|Photos||Video & Audio||Blogs||Statistics||Archive||Shop||Mobile|
Sidharth Monga at the Gabba
March 4, 2012
Australia have finally broken their three-tournament long run of losing the first game of the three-match final series at home, but Michael Clarke wasn't exactly thrilled. Having posted 321, Australia had Sri Lanka at 6 for 144, but in the face of an onslaught from the Sri Lanka lower order the bowling disintegrated, bringing back memories of the heist pulled off by Angelo Mathews and Lasith Malinga two years ago. Clarke said that his side would have to prove itself better than tonight if it is to stay No. 1 in ODIs and, in the short term, win in Adelaide, where conditions will suit Sri Lanka more.

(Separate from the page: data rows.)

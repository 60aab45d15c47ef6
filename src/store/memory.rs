//! In-process versioned store.
//!
//! Tokens are a per-path revision counter. Used for local development
//! (`STORE_BACKEND=memory`) and as the store behind the test suites.

use std::collections::HashMap;
use std::sync::Mutex;

use serde_json::Value;

use super::{VersionToken, VersionedDocument, VersionedStore};
use crate::model::StoreError;

#[derive(Debug, Default)]
pub struct MemoryStore {
    records: Mutex<HashMap<String, (Value, u64)>>,
}

impl MemoryStore {
    pub fn new() -> Self {
        Self::default()
    }

    /// Number of successful writes recorded at `path`.
    pub fn revision(&self, path: &str) -> u64 {
        self.lock().get(path).map(|(_, rev)| *rev).unwrap_or(0)
    }

    fn lock(&self) -> std::sync::MutexGuard<'_, HashMap<String, (Value, u64)>> {
        // A panic while holding the lock cannot leave a half-written entry.
        self.records.lock().unwrap_or_else(|poisoned| poisoned.into_inner())
    }
}

impl VersionedStore for MemoryStore {
    fn fetch(&self, path: &str) -> Result<Option<VersionedDocument>, StoreError> {
        Ok(self.lock().get(path).map(|(document, rev)| VersionedDocument {
            document: document.clone(),
            version: VersionToken::new(rev.to_string()),
        }))
    }

    fn put(
        &self,
        path: &str,
        document: &Value,
        expected: Option<&VersionToken>,
        _message: &str,
    ) -> Result<VersionToken, StoreError> {
        let mut records = self.lock();
        let current = records.get(path).map(|(_, rev)| *rev);

        let matches = match (current, expected) {
            (None, None) => true,
            (Some(rev), Some(token)) => token.as_str() == rev.to_string(),
            _ => false,
        };
        if !matches {
            return Err(StoreError::VersionConflict {
                path: path.to_string(),
            });
        }

        let next = current.unwrap_or(0) + 1;
        records.insert(path.to_string(), (document.clone(), next));
        Ok(VersionToken::new(next.to_string()))
    }
}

Clarke was pleased with the batting, especially with the way David Warner played through the innings, but the team's bowling remains a worry. "A lot of work to do with our Powerplay bowling and death bowling, as we have spoken about as a team," Clarke said. "Hasn't been good enough throughout the series, and unfortunately it continues to let us down."

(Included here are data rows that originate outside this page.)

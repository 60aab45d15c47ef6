/// End-to-end tests for the threat status pipeline
///
/// These tests verify:
/// 1. Readings → classify → publish → query → client poll
/// 2. Concurrent reconcilers never lose a write (exactly one CAS wins)
/// 3. A danger status is only lowered by an explicit all-clear
/// 4. Unreadable status always reads as safe, in the query and the client
/// 5. Polling lifecycle: one timer at most, idempotent start/stop
/// 6. Session persistence across client restarts
///
/// Everything runs against the in-memory store; no network needed.
///
/// Run with: cargo test --test pipeline_integration

use std::sync::atomic::{AtomicBool, Ordering};
use std::sync::{Arc, Barrier, Mutex};
use std::thread;
use std::time::{Duration, Instant};

use chrono::{TimeZone, Utc};
use serde_json::Value;

use bantay_service::alert::classifier::ClassifierConfig;
use bantay_service::client::{ClientStatusStore, LocalBackend, PollingState, UiMode};
use bantay_service::config::ClientConfig;
use bantay_service::ingest::ReadingsSource;
use bantay_service::model::{
    FetchError, HomeLocation, Readings, StationLevel, StoreError, ThreatLevel, ThreatStatus,
    UserRecord, threat_status_path,
};
use bantay_service::query::{FAILED_CHECK_DESCRIPTION, StatusQuery};
use bantay_service::reconcile::{ReconcileOutcome, Reconciler};
use bantay_service::store::{
    self, MemoryStore, VersionToken, VersionedDocument, VersionedStore,
};

// ---------------------------------------------------------------------------
// Test Helpers
// ---------------------------------------------------------------------------

/// Readings source whose next snapshot the test controls.
#[derive(Clone, Default)]
struct Gauge(Arc<Mutex<Readings>>);

impl Gauge {
    fn set_level(&self, level_m: f64) {
        *self.0.lock().unwrap() = Readings {
            water_levels: vec![StationLevel {
                station_id: "manila-bay".to_string(),
                level_m,
            }],
            ..Readings::default()
        };
    }
}

impl ReadingsSource for Gauge {
    fn label(&self) -> &str {
        "Test Gauge"
    }

    fn fetch(&self) -> Result<Readings, FetchError> {
        Ok(self.0.lock().unwrap().clone())
    }
}

/// Store wrapper that can be switched into failing every read.
struct Flaky {
    inner: MemoryStore,
    failing: AtomicBool,
}

impl VersionedStore for Flaky {
    fn fetch(&self, path: &str) -> Result<Option<VersionedDocument>, StoreError> {
        if self.failing.load(Ordering::SeqCst) {
            return Err(StoreError::Transport("connection reset".to_string()));
        }
        self.inner.fetch(path)
    }

    fn put(
        &self,
        path: &str,
        document: &Value,
        expected: Option<&VersionToken>,
        message: &str,
    ) -> Result<VersionToken, StoreError> {
        self.inner.put(path, document, expected, message)
    }
}

/// Store wrapper holding every reader at a barrier after its read, so
/// that concurrent writers all act on the same version.
struct Rendezvous {
    inner: Arc<MemoryStore>,
    barrier: Arc<Barrier>,
}

impl VersionedStore for Rendezvous {
    fn fetch(&self, path: &str) -> Result<Option<VersionedDocument>, StoreError> {
        let read = self.inner.fetch(path);
        self.barrier.wait();
        read
    }

    fn put(
        &self,
        path: &str,
        document: &Value,
        expected: Option<&VersionToken>,
        message: &str,
    ) -> Result<VersionToken, StoreError> {
        self.inner.put(path, document, expected, message)
    }
}

fn classifier() -> ClassifierConfig {
    ClassifierConfig {
        threat_threshold_m: 2.0,
        precipitation_threshold_mm: None,
    }
}

fn client_config() -> ClientConfig {
    ClientConfig {
        api_base_url: "http://127.0.0.1:9/api/v1".to_string(),
        poll_interval: Duration::from_secs(3600),
        session_file: None,
    }
}

fn home() -> HomeLocation {
    HomeLocation {
        lat: 14.5833,
        lng: 120.9667,
        address: Some("Roxas Boulevard".to_string()),
    }
}

fn wait_until(deadline: Duration, condition: impl Fn() -> bool) -> bool {
    let start = Instant::now();
    while start.elapsed() < deadline {
        if condition() {
            return true;
        }
        thread::sleep(Duration::from_millis(10));
    }
    condition()
}

fn published(store: &dyn VersionedStore) -> Option<ThreatStatus> {
    store::fetch_record::<ThreatStatus>(store, threat_status_path())
        .unwrap()
        .map(|(status, _)| status)
}

// ---------------------------------------------------------------------------
// Full pipeline
// ---------------------------------------------------------------------------

#[test]
fn test_rising_water_reaches_polling_client() {
    let store = Arc::new(MemoryStore::new());
    let gauge = Gauge::default();
    gauge.set_level(0.8);
    let reconciler = Reconciler::new(store.clone(), Box::new(gauge.clone()), classifier());

    // Nothing published yet and readings are normal: no write at all.
    let outcome = reconciler.run_cycle().unwrap();
    assert_eq!(outcome, ReconcileOutcome::Unchanged { level: ThreatLevel::Safe });
    assert!(published(&*store).is_none());

    let client = ClientStatusStore::init(Arc::new(LocalBackend::new(store.clone())), &client_config());
    client.init_user().unwrap();
    client.complete_onboarding(home()).unwrap();
    assert_eq!(client.polling_state(), PollingState::Polling);
    assert!(wait_until(Duration::from_secs(5), || client.snapshot().last_checked.is_some()));
    assert_eq!(client.ui_mode(), UiMode::Safe);

    gauge.set_level(3.2);
    let outcome = reconciler.run_cycle().unwrap();
    assert!(outcome.wrote());
    assert_eq!(store.revision(threat_status_path()), 1);

    let status = published(&*store).unwrap();
    assert_eq!(status.level, ThreatLevel::Danger);
    assert!(status.is_active);
    assert!(status.polygon.as_ref().is_some_and(|p| !p.is_empty()));
    assert!(status.sources.contains("Test Gauge"));

    client.refresh();
    let snapshot = client.snapshot();
    assert_eq!(snapshot.current_status, ThreatLevel::Danger);
    assert_eq!(client.ui_mode(), UiMode::Danger);
    assert!(snapshot.threat_data.unwrap().status.description.starts_with("DANGER"));
    assert!(!snapshot.nearby_sensors.is_empty());

    client.teardown();
}

#[test]
fn test_client_mark_safe_reaches_store() {
    let store = Arc::new(MemoryStore::new());
    let gauge = Gauge::default();
    gauge.set_level(3.5);
    Reconciler::new(store.clone(), Box::new(gauge), classifier())
        .run_cycle()
        .unwrap();

    let client = ClientStatusStore::init(Arc::new(LocalBackend::new(store.clone())), &client_config());
    let user = client.init_user().unwrap();
    client.complete_onboarding(home()).unwrap();
    client.stop_polling();
    client.refresh();
    assert_eq!(client.ui_mode(), UiMode::Danger);

    client.mark_safe().unwrap();
    assert_eq!(client.ui_mode(), UiMode::MarkedSafe);

    let path = format!("users/{}", user.id);
    let (record, _) = store::fetch_record::<UserRecord>(&*store, &path).unwrap().unwrap();
    assert!(record.is_safe);
    assert_eq!(record.home_location, Some(home()));
    assert!(record.last_safe_report.is_some());
}

// ---------------------------------------------------------------------------
// Concurrency
// ---------------------------------------------------------------------------

#[test]
fn test_concurrent_reconcilers_exactly_one_wins() {
    let inner = Arc::new(MemoryStore::new());
    let barrier = Arc::new(Barrier::new(2));

    let handles: Vec<_> = [3.2, 3.4]
        .into_iter()
        .map(|level| {
            let store = Arc::new(Rendezvous {
                inner: inner.clone(),
                barrier: barrier.clone(),
            });
            let gauge = Gauge::default();
            gauge.set_level(level);
            thread::spawn(move || {
                Reconciler::new(store, Box::new(gauge), classifier())
                    .run_cycle()
                    .unwrap()
            })
        })
        .collect();

    let outcomes: Vec<ReconcileOutcome> =
        handles.into_iter().map(|h| h.join().unwrap()).collect();

    let updated = outcomes.iter().filter(|o| o.wrote()).count();
    let conflicts = outcomes
        .iter()
        .filter(|o| **o == ReconcileOutcome::Conflict)
        .count();
    assert_eq!(updated, 1);
    assert_eq!(conflicts, 1);
    assert_eq!(inner.revision(threat_status_path()), 1);
    assert_eq!(published(&*inner).unwrap().level, ThreatLevel::Danger);
}

#[test]
fn test_warning_never_overwrites_external_danger() {
    let store = Arc::new(MemoryStore::new());
    let gauge = Gauge::default();
    gauge.set_level(2.5);
    let reconciler = Reconciler::new(store.clone(), Box::new(gauge.clone()), classifier());

    // Another writer published danger.
    let now = Utc.with_ymd_and_hms(2024, 7, 24, 6, 0, 0).unwrap();
    let danger = ThreatStatus::new(
        ThreatLevel::Danger,
        "DANGER: published elsewhere",
        &[],
        now,
        Default::default(),
    );
    store::put_record(&*store, threat_status_path(), &danger, None, "external").unwrap();

    // Warning never lowers a danger status.
    let outcome = reconciler.run_cycle().unwrap();
    assert!(matches!(outcome, ReconcileOutcome::Suppressed { .. }));
    assert_eq!(store.revision(threat_status_path()), 1);
}

// ---------------------------------------------------------------------------
// Downgrade policy
// ---------------------------------------------------------------------------

#[test]
fn test_danger_holds_until_all_clear() {
    let store = Arc::new(MemoryStore::new());
    let gauge = Gauge::default();
    let reconciler = Reconciler::new(store.clone(), Box::new(gauge.clone()), classifier());

    gauge.set_level(3.2);
    assert!(reconciler.run_cycle().unwrap().wrote());

    gauge.set_level(2.5);
    let outcome = reconciler.run_cycle().unwrap();
    assert_eq!(
        outcome,
        ReconcileOutcome::Suppressed {
            current: ThreatLevel::Danger,
            candidate: ThreatLevel::Warning,
        }
    );
    assert_eq!(store.revision(threat_status_path()), 1);

    gauge.set_level(3.3);
    assert_eq!(
        reconciler.run_cycle().unwrap(),
        ReconcileOutcome::Unchanged { level: ThreatLevel::Danger }
    );

    gauge.set_level(0.4);
    match reconciler.run_cycle().unwrap() {
        ReconcileOutcome::Updated { from, to, .. } => {
            assert_eq!(from, ThreatLevel::Danger);
            assert_eq!(to, ThreatLevel::Safe);
        }
        other => panic!("expected all-clear write, got {:?}", other),
    }
    let status = published(&*store).unwrap();
    assert!(!status.is_active);
    assert!(status.polygon.is_none());
}

// ---------------------------------------------------------------------------
// Fail-safe reads
// ---------------------------------------------------------------------------

#[test]
fn test_unreadable_store_reads_as_safe_everywhere() {
    let flaky = Arc::new(Flaky {
        inner: MemoryStore::new(),
        failing: AtomicBool::new(false),
    });
    let gauge = Gauge::default();
    gauge.set_level(3.8);
    Reconciler::new(flaky.clone(), Box::new(gauge), classifier())
        .run_cycle()
        .unwrap();

    let query = StatusQuery::new(flaky.clone());
    assert_eq!(query.current().threat.status.level, ThreatLevel::Danger);

    let client = ClientStatusStore::init(Arc::new(LocalBackend::new(flaky.clone())), &client_config());
    client.init_user().unwrap();
    client.complete_onboarding(home()).unwrap();
    client.stop_polling();
    client.refresh();
    assert_eq!(client.ui_mode(), UiMode::Danger);

    flaky.failing.store(true, Ordering::SeqCst);

    let response = query.current();
    assert_eq!(response.threat.status.level, ThreatLevel::Safe);
    assert!(!response.threat.status.is_active);
    assert_eq!(response.threat.status.description, FAILED_CHECK_DESCRIPTION);

    client.refresh();
    assert_eq!(client.snapshot().current_status, ThreatLevel::Safe);
    assert_eq!(client.ui_mode(), UiMode::Safe);
}

#[test]
fn test_failed_readings_never_publish() {
    struct Down;
    impl ReadingsSource for Down {
        fn label(&self) -> &str {
            "down"
        }
        fn fetch(&self) -> Result<Readings, FetchError> {
            Err(FetchError::HttpError(503))
        }
    }

    let store = Arc::new(MemoryStore::new());
    let outcome = Reconciler::new(store.clone(), Box::new(Down), classifier())
        .run_cycle()
        .unwrap();
    assert!(matches!(outcome, ReconcileOutcome::Skipped(_)));
    assert_eq!(store.revision(threat_status_path()), 0);
}

// ---------------------------------------------------------------------------
// Polling lifecycle
// ---------------------------------------------------------------------------

#[test]
fn test_polling_start_and_stop_are_idempotent() {
    let store = Arc::new(MemoryStore::new());
    let client = ClientStatusStore::init(Arc::new(LocalBackend::new(store)), &client_config());

    client.start_polling().unwrap();
    client.start_polling().unwrap();
    assert_eq!(client.active_timers(), 1);
    assert!(wait_until(Duration::from_secs(5), || client.running_loops() == 1));

    client.stop_polling();
    client.stop_polling();
    assert_eq!(client.active_timers(), 0);
    assert_eq!(client.polling_state(), PollingState::Idle);
    assert!(!client.snapshot().is_polling);
    assert!(wait_until(Duration::from_secs(5), || client.running_loops() == 0));
}

#[test]
fn test_session_survives_restart() {
    let dir = tempfile::tempdir().unwrap();
    let config = ClientConfig {
        session_file: Some(dir.path().join("session.json")),
        ..client_config()
    };
    let store = Arc::new(MemoryStore::new());

    let first_user = {
        let client = ClientStatusStore::init(Arc::new(LocalBackend::new(store.clone())), &config);
        assert_eq!(client.app_started().unwrap(), PollingState::Idle);
        assert_eq!(client.ui_mode(), UiMode::Onboarding);
        let user = client.init_user().unwrap();
        client.complete_onboarding(home()).unwrap();
        user
    };

    let client = ClientStatusStore::init(Arc::new(LocalBackend::new(store)), &config);
    let snapshot = client.snapshot();
    assert!(snapshot.has_completed_onboarding);
    assert_eq!(snapshot.home_location, Some(home()));
    assert_eq!(snapshot.user.as_ref().map(|u| u.id.clone()), Some(first_user.id.clone()));
    assert_eq!(client.init_user().unwrap().id, first_user.id);

    assert_eq!(client.app_started().unwrap(), PollingState::Polling);
    client.teardown();
}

Clarke was in no mood to make allowances, even for a wet ball. "You might make an exception, but I won't make an exception," he said. "We have got to be better than that. We are the No. 1 one-day team in the world. We have got to execute our skills better than that."
He admitted that the pressure has been getting to his bowlers whenever they have been run close in a chase. "I just think we are not executing our skills to be honest," Clarke said. "They practise all their different variations in the nets. But under pressure, at the moment, we are not executing. That's been the difference, I think, between us playing some great cricket throughout this series and playing [only] good enough cricket to win the games. The other area [of concern], like I said, was [the need for] somebody in the top four going on to make a hundred, and fortunately Davey did that for us this afternoon."

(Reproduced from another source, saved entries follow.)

//! Device-local session state and its persisted subset.
//!
//! Only identity, onboarding progress, home location and the location
//! permission survive a restart. Everything else is rebuilt from live
//! queries each session. The file layout matches what the web client keeps
//! in local storage: `{"state": {...}, "version": 0}` with camelCase keys.

use std::fs;
use std::path::{Path, PathBuf};

use chrono::{DateTime, Utc};
use serde::{Deserialize, Serialize};

use super::ClientError;
use crate::model::{HomeLocation, LatLng, ThreatLevel};
use crate::query::ThreatView;

const SESSION_FORMAT_VERSION: u32 = 0;

/// Device identity.
#[derive(Debug, Clone, PartialEq, Serialize, Deserialize)]
pub struct DeviceUser {
    pub id: String,
    pub created_at: DateTime<Utc>,
    #[serde(default, skip_serializing_if = "Option::is_none")]
    pub home_location: Option<HomeLocation>,
}

impl DeviceUser {
    pub fn new_at(now: DateTime<Utc>) -> Self {
        Self {
            id: format!("demo-user-{}", now.timestamp_millis()),
            created_at: now,
            home_location: None,
        }
    }
}

#[derive(Debug, Clone, Copy, Default, PartialEq, Eq, Serialize, Deserialize)]
#[serde(rename_all = "lowercase")]
pub enum LocationPermission {
    #[default]
    Default,
    Prompt,
    Granted,
    Denied,
}

/// The subset of session state written to disk.
#[derive(Debug, Clone, Default, PartialEq, Serialize, Deserialize)]
#[serde(rename_all = "camelCase", default)]
pub struct PersistedSession {
    pub user: Option<DeviceUser>,
    pub has_completed_onboarding: bool,
    pub home_location: Option<HomeLocation>,
    pub location_permission: LocationPermission,
}

#[derive(Debug, Clone, PartialEq, Serialize)]
pub struct NearbySensor {
    pub station_id: String,
    pub name: String,
    pub distance_m: f64,
}

/// Full client session state.
#[derive(Debug, Clone, Default, PartialEq, Serialize)]
pub struct ClientSessionState {
    // persisted
    pub user: Option<DeviceUser>,
    pub has_completed_onboarding: bool,
    pub home_location: Option<HomeLocation>,
    pub location_permission: LocationPermission,

    // ephemeral
    pub current_status: ThreatLevel,
    pub last_checked: Option<DateTime<Utc>>,
    pub threat_data: Option<ThreatView>,
    pub user_location: Option<LatLng>,
    pub nearby_sensors: Vec<NearbySensor>,
    pub is_polling: bool,
    pub last_error: Option<String>,
    /// Timestamp of the threat record the user acknowledged as safe.
    pub acknowledged_threat: Option<DateTime<Utc>>,
}

impl ClientSessionState {
    pub fn restore(persisted: PersistedSession) -> Self {
        Self {
            user: persisted.user,
            has_completed_onboarding: persisted.has_completed_onboarding,
            home_location: persisted.home_location,
            location_permission: persisted.location_permission,
            ..Self::default()
        }
    }

    pub fn persisted(&self) -> PersistedSession {
        PersistedSession {
            user: self.user.clone(),
            has_completed_onboarding: self.has_completed_onboarding,
            home_location: self.home_location.clone(),
            location_permission: self.location_permission,
        }
    }

    /// Point used to pick nearby sensors: live position, else home.
    pub fn reference_point(&self) -> Option<LatLng> {
        self.user_location
            .or_else(|| self.home_location.as_ref().map(HomeLocation::point))
    }
}

// ---------------------------------------------------------------------------
// Session file
// ---------------------------------------------------------------------------

#[derive(Serialize, Deserialize)]
struct Envelope {
    state: PersistedSession,
    #[serde(default)]
    version: u32,
}

#[derive(Debug, Clone)]
pub struct SessionFile {
    path: PathBuf,
}

impl SessionFile {
    pub fn new(path: impl Into<PathBuf>) -> Self {
        Self { path: path.into() }
    }

    pub fn path(&self) -> &Path {
        &self.path
    }

    /// Reads the persisted session; a missing file is `Ok(None)`.
    pub fn load(&self) -> Result<Option<PersistedSession>, ClientError> {
        let text = match fs::read_to_string(&self.path) {
            Ok(text) => text,
            Err(e) if e.kind() == std::io::ErrorKind::NotFound => return Ok(None),
            Err(source) => {
                return Err(ClientError::SessionIo {
                    path: self.path.clone(),
                    source,
                });
            }
        };
        let envelope: Envelope = serde_json::from_str(&text)?;
        Ok(Some(envelope.state))
    }

    /// Writes the session through a temporary file so a crash mid-write
    /// leaves the previous session intact.
    pub fn save(&self, session: &PersistedSession) -> Result<(), ClientError> {
        let envelope = Envelope {
            state: session.clone(),
            version: SESSION_FORMAT_VERSION,
        };
        let text = serde_json::to_string_pretty(&envelope)?;
        let tmp = self.path.with_extension("json.tmp");
        let io_err = |source| ClientError::SessionIo {
            path: self.path.clone(),
            source,
        };
        fs::write(&tmp, text).map_err(io_err)?;
        fs::rename(&tmp, &self.path).map_err(io_err)
    }
}

#[cfg(test)]
mod tests {
    use super::*;
    use chrono::TimeZone;

    fn fixed_now() -> DateTime<Utc> {
        Utc.with_ymd_and_hms(2024, 7, 24, 6, 0, 0).unwrap()
    }

    fn sample() -> PersistedSession {
        PersistedSession {
            user: Some(DeviceUser::new_at(fixed_now())),
            has_completed_onboarding: true,
            home_location: Some(HomeLocation {
                lat: 14.65,
                lng: 121.05,
                address: Some("Marikina".to_string()),
            }),
            location_permission: LocationPermission::Granted,
        }
    }

    #[test]
    fn test_device_user_id_format() {
        let user = DeviceUser::new_at(fixed_now());
        assert_eq!(user.id, format!("demo-user-{}", fixed_now().timestamp_millis()));
    }

    #[test]
    fn test_missing_file_is_none() {
        let dir = tempfile::tempdir().unwrap();
        let file = SessionFile::new(dir.path().join("session.json"));
        assert_eq!(file.load().unwrap(), None);
    }

    #[test]
    fn test_saved_session_survives_reload() {
        let dir = tempfile::tempdir().unwrap();
        let file = SessionFile::new(dir.path().join("session.json"));
        file.save(&sample()).unwrap();
        assert_eq!(file.load().unwrap(), Some(sample()));
        assert!(!dir.path().join("session.json.tmp").exists());
    }

    #[test]
    fn test_file_uses_web_storage_layout() {
        let dir = tempfile::tempdir().unwrap();
        let file = SessionFile::new(dir.path().join("session.json"));
        file.save(&sample()).unwrap();

        let raw: serde_json::Value =
            serde_json::from_str(&fs::read_to_string(file.path()).unwrap()).unwrap();
        assert_eq!(raw["version"], 0);
        assert_eq!(raw["state"]["hasCompletedOnboarding"], true);
        assert_eq!(raw["state"]["locationPermission"], "granted");
        assert_eq!(raw["state"]["homeLocation"]["lat"], 14.65);
        assert!(raw["state"].get("currentStatus").is_none());
    }

    #[test]
    fn test_corrupt_file_is_format_error() {
        let dir = tempfile::tempdir().unwrap();
        let path = dir.path().join("session.json");
        fs::write(&path, "{ not json").unwrap();
        let err = SessionFile::new(path).load().unwrap_err();
        assert!(matches!(err, ClientError::SessionFormat(_)));
    }

    #[test]
    fn test_restore_drops_ephemeral_fields() {
        let state = ClientSessionState::restore(sample());
        assert_eq!(state.current_status, ThreatLevel::Safe);
        assert!(state.threat_data.is_none());
        assert_eq!(state.persisted(), sample());
        assert_eq!(state.reference_point(), Some(LatLng::new(14.65, 121.05)));
    }
}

Clarke did give Nuwan Kulasekara credit, but made it clear that he wanted more from his bowlers. "Again it's [about] execution," Clarke said. "It's very hard when somebody is playing as well as he [Kulasekara] was, and is hitting the ball as cleanly. If you are just a bit off, you go for a boundary. Credit to him, he batted really well. But we have got to find a way to hit our areas better under pressure."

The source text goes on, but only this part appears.